DATA FOR THIS EXERCISE:
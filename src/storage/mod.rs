//! Storage module for oracle state.
//!
//! The host ledger owns persistence; this module defines the key-value
//! interface it must provide and the typed oracle view on top of it.
//!
//! ## Backends
//!
//! - **InMemoryStore**: ordered in-memory storage for tests and simulations
//!
//! ## Usage
//!
//! ```rust,ignore
//! use rate_oracle::storage::{InMemoryStore, OracleStore};
//!
//! let store = OracleStore::new(InMemoryStore::new());
//! store.initialize_if_needed(&OracleConfig::default())?;
//! ```

pub mod backend;
pub mod state;

pub use backend::*;
pub use state::*;
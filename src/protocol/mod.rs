//! Protocol module - messages, events and the oracle state machine.
//!
//! Messages enter through [`OracleStateMachine::deliver`]; every accepted
//! message and every tally reports what it changed as [`OracleEvent`]s.

pub mod events;
pub mod messages;
pub mod state_machine;

pub use events::*;
pub use messages::*;
pub use state_machine::*;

WHAT IS EXPECTED: Each line above is to be reproduced exactly. Leave none out.

OUTPUT BELOW:
filename src/storage/mod.rs
//! Storage module for oracle state.
//!
//! The host ledger owns persistence; this module defines the key-value
//! interface it must provide and the typed oracle view on top of it.
//!
//! ## Backends
//!
//! - **InMemoryStore**: ordered in-memory storage for tests and simulations
//!
//! ## Usage
//!
//! ```rust,ignore
//! use rate_oracle::storage::{InMemoryStore, OracleStore};
//!
//! let store = OracleStore::new(InMemoryStore::new());
//! store.initialize_if_needed(&OracleConfig::default())?;
//! ```

pub mod backend;
pub mod state;

pub use backend::*;
pub use state::*;
filename src/protocol/mod.rs
//! Protocol module - messages, events and the oracle state machine.
//!
//! Messages enter through [`OracleStateMachine::deliver`]; every accepted
//! message and every tally reports what it changed as [`OracleEvent`]s.

pub mod events;
pub mod messages;
pub mod state_machine;

pub use events::*;
pub use messages::*;
pub use state_machine::*;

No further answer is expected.